Door de door u gekozen componentverbruiken te sommeren, verkrijgt u een nieuw totaalverbruik voor de elektrische installaties.

De kenmerken en vermogens van de verschillende installatiecomponenten, waaruit u uw keuze kunt maken, vindt u per gebouwtype beschreven in de rubriek 'Referentiegebouwen'.

In de verbruikstabellen vindt u van het totaalverbruik van de elektrische installatie - de som van de componentverbruiken - zowel het dagtariefdeel, nl. de periode van 7:00 uur tot 23:00 uur, als het nachttariefdeel vermeld.


Verlichting

Voor het elektriciteitsverbruik voor verlichting is de specifieke bedrijfstijd naast het specifieke geïnstalleerd vermogen van grote invloed.

Met deze invloed van het vermogen en de bedrijfstijd wordt in de verbruikstabellen rekening gehouden, doordat de verbruikstabellen per gebouw worden gegeven.

Elk gebouw is naar functie, vorm, grootte en bedrijfstijd bepaald.

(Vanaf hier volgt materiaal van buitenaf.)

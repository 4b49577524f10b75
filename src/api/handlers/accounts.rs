//! Redemption history per account.

use axum::{
    Json,
    extract::{Extension, Path},
    http::StatusCode,
    response::{IntoResponse, Response},
};
use std::sync::Arc;
use tracing::error;

use super::{
    auth::Principal,
    error::{ErrorBody, MessageBody, error_response, message_response},
    parse_id,
    promotions::{PromotionStore, RedemptionEvent},
};

#[utoipa::path(
    get,
    path = "/v1/accounts/{id}/redemptions",
    params(("id" = i32, Path, description = "Account id")),
    responses(
        (status = 200, description = "Redemptions, newest first", body = [RedemptionEvent]),
        (status = 400, description = "Malformed id", body = ErrorBody),
        (status = 401, description = "Not authenticated", body = ErrorBody),
        (status = 403, description = "Not the account owner or a super user", body = MessageBody)
    ),
    security(("basic" = []), ("bearer" = [])),
    tag = "accounts"
)]
pub async fn redemptions(
    principal: Principal,
    Path(raw_account_id): Path<String>,
    store: Extension<Arc<dyn PromotionStore>>,
) -> Response {
    let Some(account_id) = parse_id(&raw_account_id) else {
        return error_response(StatusCode::BAD_REQUEST, "account id required");
    };
    history(&principal, store.0.as_ref(), account_id, None).await
}

#[utoipa::path(
    get,
    path = "/v1/accounts/{id}/promotions/{promotion_id}/redemptions",
    params(
        ("id" = i32, Path, description = "Account id"),
        ("promotion_id" = i32, Path, description = "Promotion id")
    ),
    responses(
        (status = 200, description = "Redemptions of one promotion, newest first", body = [RedemptionEvent]),
        (status = 400, description = "Malformed id", body = ErrorBody),
        (status = 401, description = "Not authenticated", body = ErrorBody),
        (status = 403, description = "Not the account owner or a super user", body = MessageBody)
    ),
    security(("basic" = []), ("bearer" = [])),
    tag = "accounts"
)]
pub async fn promotion_redemptions(
    principal: Principal,
    Path((raw_account_id, raw_promotion_id)): Path<(String, String)>,
    store: Extension<Arc<dyn PromotionStore>>,
) -> Response {
    let Some(account_id) = parse_id(&raw_account_id) else {
        return error_response(StatusCode::BAD_REQUEST, "account id required");
    };
    let Some(promotion_id) = parse_id(&raw_promotion_id) else {
        return error_response(StatusCode::BAD_REQUEST, "promotion id required");
    };
    history(&principal, store.0.as_ref(), account_id, Some(promotion_id)).await
}

async fn history(
    principal: &Principal,
    store: &dyn PromotionStore,
    account_id: i32,
    promotion_id: Option<i32>,
) -> Response {
    if principal.id != account_id && !principal.is_super {
        return message_response(StatusCode::FORBIDDEN, "not allowed");
    }
    match store.redemptions(account_id, promotion_id).await {
        Ok(events) => (StatusCode::OK, Json(events)).into_response(),
        Err(err) => {
            error!("Failed to list redemptions: {err:#}");
            error_response(StatusCode::INTERNAL_SERVER_ERROR, "internal error")
        }
    }
}
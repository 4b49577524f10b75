//! Authentication: credentials, session tokens and the request middleware.
//!
//! Every protected route runs behind [`middleware::require_auth`], which
//! accepts two strategies on the `Authorization` header:
//!
//! - **Basic**: `base64(email:password)` checked against the stored Argon2id hash.
//! - **Bearer**: an HS256 token issued by `/v1/auth/login` (or mailed in a
//!   reset/activation link) carrying `{exp, id, email, isSuper}`.
//!
//! The resolved [`Principal`] is attached to the request's extensions and read
//! by handlers through its extractor. Failures are terminal for the request.
//!
//! ## Token Secret
//!
//! Tokens are signed with a single process-wide secret supplied at startup.
//!
//! > **Warning:** Rotating the secret invalidates all existing tokens,
//! > including outstanding reset and activation links.
//!
//! Reset and activation links carry ordinary session tokens minted with the
//! reset or activation TTL. There is no purpose claim, so until it expires a
//! mailed token is accepted as a Bearer credential on every protected route,
//! not only `/v1/auth/set-password`. Keep those TTLs short and treat the links
//! as secrets.

pub(crate) mod credentials;
pub(crate) mod error;
pub(crate) mod login;
pub(crate) mod middleware;
pub(crate) mod password;
pub(crate) mod principal;
mod state;
pub(crate) mod storage;
pub(crate) mod strategy;
pub(crate) mod token;
pub(crate) mod types;
pub(crate) mod utils;

pub use credentials::{Credentials, hash_password, verify_password};
pub use error::AuthError;
pub use principal::{CredentialRecord, Principal};
pub use state::{AuthConfig, AuthState, Clock, MAX_TTL_SECONDS, SystemClock};
pub use storage::{CredentialStore, PgCredentialStore, SuperUserOutcome, upsert_super_user};
pub use token::{TokenCodec, TokenError};
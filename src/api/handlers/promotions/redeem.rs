use axum::{
    Json,
    extract::{Extension, Path},
};
use std::sync::Arc;
use tracing::info;

use super::{
    error::RedeemError,
    storage::PromotionStore,
    types::{PermissionResponse, RedemptionEvent},
};
use crate::api::handlers::{
    auth::{AuthState, Principal},
    error::{ErrorBody, MessageBody},
    parse_id,
};

/// Report whether the caller may redeem a promotion, without redeeming it.
#[utoipa::path(
    get,
    path = "/v1/promotions/{id}/permission",
    params(("id" = i32, Path, description = "Promotion id")),
    responses(
        (status = 200, description = "Entitlement decision", body = PermissionResponse),
        (status = 400, description = "Malformed promotion id", body = ErrorBody),
        (status = 401, description = "Not authenticated", body = ErrorBody),
        (status = 404, description = "Unknown promotion", body = ErrorBody)
    ),
    security(("basic" = []), ("bearer" = [])),
    tag = "promotions"
)]
pub async fn permission(
    principal: Principal,
    Path(raw_id): Path<String>,
    auth_state: Extension<Arc<AuthState>>,
    store: Extension<Arc<dyn PromotionStore>>,
) -> Result<Json<PermissionResponse>, RedeemError> {
    let promotion_id = parse_id(&raw_id).ok_or(RedeemError::InvalidPromotionId)?;
    let entitlement = store
        .entitlement(principal.id, promotion_id, auth_state.now())
        .await
        .map_err(RedeemError::Store)?
        .ok_or(RedeemError::PromotionNotFound)?;
    Ok(Json(PermissionResponse::from(entitlement)))
}

/// Redeem a promotion for the caller.
#[utoipa::path(
    post,
    path = "/v1/promotions/{id}/redeem",
    params(("id" = i32, Path, description = "Promotion id")),
    responses(
        (status = 200, description = "Redemption recorded", body = RedemptionEvent),
        (status = 400, description = "Malformed promotion id", body = ErrorBody),
        (status = 401, description = "Not authenticated", body = ErrorBody),
        (status = 403, description = "Not entitled or promotion expired", body = MessageBody),
        (status = 404, description = "Unknown promotion", body = ErrorBody),
        (status = 409, description = "Single-use promotion already redeemed", body = MessageBody)
    ),
    security(("basic" = []), ("bearer" = [])),
    tag = "promotions"
)]
pub async fn redeem(
    principal: Principal,
    Path(raw_id): Path<String>,
    auth_state: Extension<Arc<AuthState>>,
    store: Extension<Arc<dyn PromotionStore>>,
) -> Result<Json<RedemptionEvent>, RedeemError> {
    let promotion_id = parse_id(&raw_id).ok_or(RedeemError::InvalidPromotionId)?;
    let event = store
        .redeem(principal.id, promotion_id, auth_state.now())
        .await?;
    info!(
        account_id = principal.id,
        promotion_id, "promotion redeemed"
    );
    Ok(Json(event))
}
//! SQL translation.
//!
//! [`eval`] reduces expressions, [`render`] turns them into fragments through a
//! [`SqlTranslator`], and the per-dialect translators under [`sql`] override the
//! baseline surface where their engine differs.

pub mod ddl;
pub mod dialect;
pub mod dml;
pub mod eval;
pub mod params;
pub mod render;
pub mod sql;
pub mod traits;

#[cfg(test)]
mod tests;

pub use ddl::DdlOp;
pub use dialect::Dialect;
pub use params::Parameters;
pub use render::Compiler;
pub use traits::SqlTranslator;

Met bijzondere schakelsystemen, zoals automatische daglichtafhankelijke en aanwezigheidsafhankelijke systemen, is geen rekening gehouden. Indien in uw situatie de verlichtingsinstallatie van een oudere elektrische installatie is vervangen door een nieuwe energiezuinige installatie, kunt u het jaarverbruik van de verlichtingscomponent aflezen bij de elektrische installatie met een energiezuinig ontwerp. Het vermelde verlichtingsvermogen in de rubriek 'Referentiegebouwen' kunnen u bij uw keuze ondersteunen.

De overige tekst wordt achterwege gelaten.